DIRECTIONS:
Lines below that include the word "polygons" should each be copied.

═══ RECORDED INFORMATION ═══

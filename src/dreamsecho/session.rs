//! # Session
//!
//! A [`DreamSession`] is the runtime context for one user: it owns the
//! in-memory dream collection and the store that backs it. It is created once
//! per process and handed to whatever needs it; there is no global state.
//!
//! The collection is loaded lazily and wholesale: [`DreamSession::load`] only
//! reads the store while the collection is empty. Every [`DreamSession::save`]
//! appends one record and rewrites the whole store.
//!
//! Two sessions pointed at the same file do not coordinate. Each rewrites the
//! file from its own copy and the last writer wins.

use crate::error::Result;
use crate::model::DreamRecord;
use crate::store::DreamStore;

pub struct DreamSession<S: DreamStore> {
    store: S,
    dreams: Vec<DreamRecord>,
}

impl<S: DreamStore> DreamSession<S> {
    pub fn new(store: S) -> Self {
        Self {
            store,
            dreams: Vec::new(),
        }
    }

    /// Fills the collection from the store if it is currently empty.
    ///
    /// A store that cannot be read leaves the collection empty and the error
    /// is returned to the caller.
    pub fn load(&mut self) -> Result<usize> {
        if !self.dreams.is_empty() {
            return Ok(self.dreams.len());
        }
        match self.store.load_all() {
            Ok(dreams) => {
                self.dreams = dreams;
                tracing::debug!(store = %self.store.location(), count = self.dreams.len(), "journal loaded");
                Ok(self.dreams.len())
            }
            Err(e) => {
                tracing::warn!(store = %self.store.location(), error = %e, "journal could not be read");
                self.dreams.clear();
                Err(e)
            }
        }
    }

    /// Moves an unreadable store aside so saving can start over. The
    /// collection is left empty.
    pub fn set_aside(&mut self, tag: &str) -> Result<Option<String>> {
        self.dreams.clear();
        self.store.set_aside(tag)
    }

    pub fn dreams(&self) -> &[DreamRecord] {
        &self.dreams
    }

    pub fn get(&self, id: u64) -> Option<&DreamRecord> {
        self.dreams.iter().find(|d| d.id == id)
    }

    /// The id the next saved record will receive.
    ///
    /// Normally `count + 1`. If a hand-edited file already holds an id at or
    /// above that, the next id moves past the highest one instead.
    pub fn next_id(&self) -> u64 {
        let by_count = self.dreams.len() as u64 + 1;
        let by_max = self.dreams.iter().map(|d| d.id).max().unwrap_or(0) + 1;
        by_count.max(by_max)
    }

    /// Appends `record` under the next id and rewrites the store.
    ///
    /// If the write fails the record is dropped from memory again, so the
    /// collection never holds entries the store does not.
    pub fn save(&mut self, mut record: DreamRecord) -> Result<&DreamRecord> {
        record.id = self.next_id();
        self.dreams.push(record);

        if let Err(e) = self.store.save_all(&self.dreams) {
            self.dreams.pop();
            return Err(e);
        }

        let saved = &self.dreams[self.dreams.len() - 1];
        tracing::debug!(id = saved.id, total = self.dreams.len(), "dream saved");
        Ok(saved)
    }

    pub fn store(&self) -> &S {
        &self.store
    }
}
//! File Geodatabase backend through GDAL's `OpenFileGDB` driver.
//!
//! GDAL lists the feature classes of nested feature datasets alongside the
//! top-level ones, so no dataset walk is needed here.

use std::path::{Path, PathBuf};

use gdal::Dataset;
use gdal::spatial_ref::{AxisMappingStrategy, CoordTransform, SpatialRef};
use gdal::vector::{LayerAccess, geometry_type_to_name};
use gdb_coverage_engine::Layer;
use gdb_coverage_models::{FeatureClassRef, GeometryKind, SpatialReference};

use crate::{Catalogue, CatalogueError};

/// Reads feature classes from a `.gdb` directory.
pub struct GdalCatalogue {
    path: PathBuf,
    dataset: Dataset,
    reproject_to_wgs84: bool,
}

impl std::fmt::Debug for GdalCatalogue {
    fn fmt(&self, f: &mut std::fmt::Formatter<'_>) -> std::fmt::Result {
        f.debug_struct("GdalCatalogue")
            .field("path", &self.path)
            .field("reproject_to_wgs84", &self.reproject_to_wgs84)
            .finish_non_exhaustive()
    }
}

impl GdalCatalogue {
    /// Opens the geodatabase at `path`.
    ///
    /// # Errors
    ///
    /// Returns [`CatalogueError::UnsupportedContainer`] if GDAL cannot open
    /// it.
    pub fn open(path: &Path, reproject_to_wgs84: bool) -> Result<Self, CatalogueError> {
        let dataset = Dataset::open(path).map_err(|e| CatalogueError::UnsupportedContainer {
            path: path.display().to_string(),
            message: e.to_string(),
        })?;

        log::info!(
            "Opened {} with GDAL driver {}",
            path.display(),
            dataset.driver().short_name()
        );

        Ok(Self {
            path: path.to_path_buf(),
            dataset,
            reproject_to_wgs84,
        })
    }
}

fn wgs84() -> Result<SpatialRef, gdal::errors::GdalError> {
    let mut srs = SpatialRef::from_epsg(4326)?;
    srs.set_axis_mapping_strategy(AxisMappingStrategy::TraditionalGisOrder);
    Ok(srs)
}

impl Catalogue for GdalCatalogue {
    fn path(&self) -> &Path {
        &self.path
    }

    fn list_feature_classes(&self) -> Result<Vec<FeatureClassRef>, CatalogueError> {
        Ok(self
            .dataset
            .layers()
            .map(|layer| {
                let shape_type = layer
                    .defn()
                    .geom_fields()
                    .next()
                    .map_or_else(|| "None".to_string(), |field| {
                        geometry_type_to_name(field.field_type())
                    });
                let spatial_ref = layer
                    .spatial_ref()
                    .and_then(|srs| srs.to_wkt().ok())
                    .map_or_else(SpatialReference::unknown, SpatialReference::from_wkt);

                FeatureClassRef {
                    name: layer.name(),
                    kind: GeometryKind::from_shape_type(&shape_type),
                    spatial_ref,
                    path: None,
                }
            })
            .collect())
    }

    fn read(&self, class: &FeatureClassRef) -> Result<Layer, CatalogueError> {
        let read_err = |message: String| CatalogueError::Read {
            class: class.name.clone(),
            message,
        };

        let mut layer = self
            .dataset
            .layer_by_name(&class.name)
            .map_err(|e| read_err(e.to_string()))?;

        let transform = match (self.reproject_to_wgs84, layer.spatial_ref()) {
            (true, Some(source)) => {
                let target = wgs84().map_err(|e| read_err(e.to_string()))?;
                let mut source = source;
                source.set_axis_mapping_strategy(AxisMappingStrategy::TraditionalGisOrder);
                Some(CoordTransform::new(&source, &target).map_err(|e| read_err(e.to_string()))?)
            }
            _ => None,
        };

        let mut geometries = Vec::new();
        for feature in layer.features() {
            let Some(geometry) = feature.geometry() else {
                continue;
            };
            let geometry = match &transform {
                Some(ct) => geometry
                    .transform(ct)
                    .and_then(|g| g.to_geo())
                    .map_err(|e| read_err(e.to_string()))?,
                None => geometry.to_geo().map_err(|e| read_err(e.to_string()))?,
            };
            geometries.push(geometry);
        }

        let spatial_ref = if transform.is_some() {
            SpatialReference::wgs84()
        } else {
            class.spatial_ref.clone()
        };

        Ok(Layer::new(class.name.clone(), spatial_ref, geometries))
    }
}
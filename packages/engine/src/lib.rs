#![cfg_attr(feature = "fail-on-warnings", deny(warnings))]
#![warn(clippy::all, clippy::pedantic, clippy::nursery, clippy::cargo)]
#![allow(clippy::multiple_crate_versions, clippy::cargo_common_metadata)]

//! Geometry engine for the coverage pipeline.
//!
//! The pipeline never touches geometry algorithms directly. It calls the
//! five operations of [`GeometryEngine`] (buffer, dissolve, explode,
//! append, export), so it can run against [`GeoEngine`] in production and
//! a recording fake in tests.

pub mod export;
pub mod frame;
pub mod geo_engine;
pub mod layer;
pub mod vertices;

use std::path::Path;

pub use export::{ExportStats, write_polygon_layer, write_singlepart_layer};
pub use geo_engine::GeoEngine;
pub use layer::{Accumulator, Layer, PolygonLayer, SinglepartLayer};
pub use vertices::vertex_count;

/// How buffers of one layer are combined.
#[derive(Debug, Clone, Copy, PartialEq, Eq)]
pub enum BufferDissolve {
    /// One output feature per input feature.
    None,
    /// All buffers merged into a single feature.
    All,
}

/// Errors from geometry engine operations.
#[derive(Debug, thiserror::Error)]
pub enum EngineError {
    /// The operation cannot be applied to this input.
    #[error("{operation} failed on {layer}: {message}")]
    InvalidInput {
        /// Operation name (`buffer`, `dissolve`, ...).
        operation: &'static str,
        /// Layer name.
        layer: String,
        /// What was wrong.
        message: String,
    },

    /// Appended layer is in a different reference than the accumulator.
    #[error("Cannot append {layer}: expected {expected}, found {found}")]
    SpatialReferenceMismatch {
        /// Layer name.
        layer: String,
        /// Accumulator reference name.
        expected: String,
        /// Layer reference name.
        found: String,
    },

    /// I/O error writing an export.
    #[error("I/O error at {path}: {source}")]
    Io {
        /// Path that caused the error.
        path: String,
        /// Underlying I/O error.
        source: std::io::Error,
    },

    /// GeoJSON serialization error.
    #[error(transparent)]
    Json(#[from] serde_json::Error),
}

/// The geoprocessing operations the pipeline is built from.
///
/// `buffer` and `dissolve` must be provided. The remaining operations have
/// default implementations that only rearrange data and are rarely worth
/// overriding outside of tests.
pub trait GeometryEngine {
    /// Buffers every geometry of `layer` by `distance_m` metres with round
    /// caps and joins.
    ///
    /// # Errors
    ///
    /// Returns [`EngineError::InvalidInput`] for a negative or non-finite
    /// distance, or geometries that cannot be buffered.
    fn buffer(
        &self,
        layer: &Layer,
        distance_m: f64,
        dissolve: BufferDissolve,
    ) -> Result<PolygonLayer, EngineError>;

    /// Merges every feature of `layer` into a single (possibly multipart)
    /// feature. Overlapping and touching parts become one part; disjoint
    /// parts stay separate.
    ///
    /// # Errors
    ///
    /// Returns an error if the union cannot be computed.
    fn dissolve(&self, layer: &PolygonLayer) -> Result<PolygonLayer, EngineError>;

    /// Splits every multipart feature into singlepart polygons.
    fn explode(&self, layer: &PolygonLayer) -> SinglepartLayer {
        SinglepartLayer {
            name: layer.name.clone(),
            spatial_ref: layer.spatial_ref.clone(),
            polygons: layer.parts().cloned().collect(),
        }
    }

    /// Appends `layer` to `accumulator`, returning the number of polygons
    /// added.
    ///
    /// # Errors
    ///
    /// Returns [`EngineError::SpatialReferenceMismatch`] if the references
    /// are incompatible.
    fn append(
        &self,
        accumulator: &mut Accumulator,
        layer: SinglepartLayer,
    ) -> Result<usize, EngineError> {
        accumulator.append(layer)
    }

    /// Writes `layer` as a GeoJSON feature collection with a `VERTICES`
    /// property on every feature.
    ///
    /// # Errors
    ///
    /// Returns an error if the file cannot be written.
    fn to_geojson(&self, layer: &SinglepartLayer, path: &Path) -> Result<ExportStats, EngineError> {
        write_singlepart_layer(layer, path)
    }
}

═══

YOUR RESPONSE:
    /// Splits every multipart feature into singlepart polygons.
            polygons: layer.parts().cloned().collect(),
    /// Appends `layer` to `accumulator`, returning the number of polygons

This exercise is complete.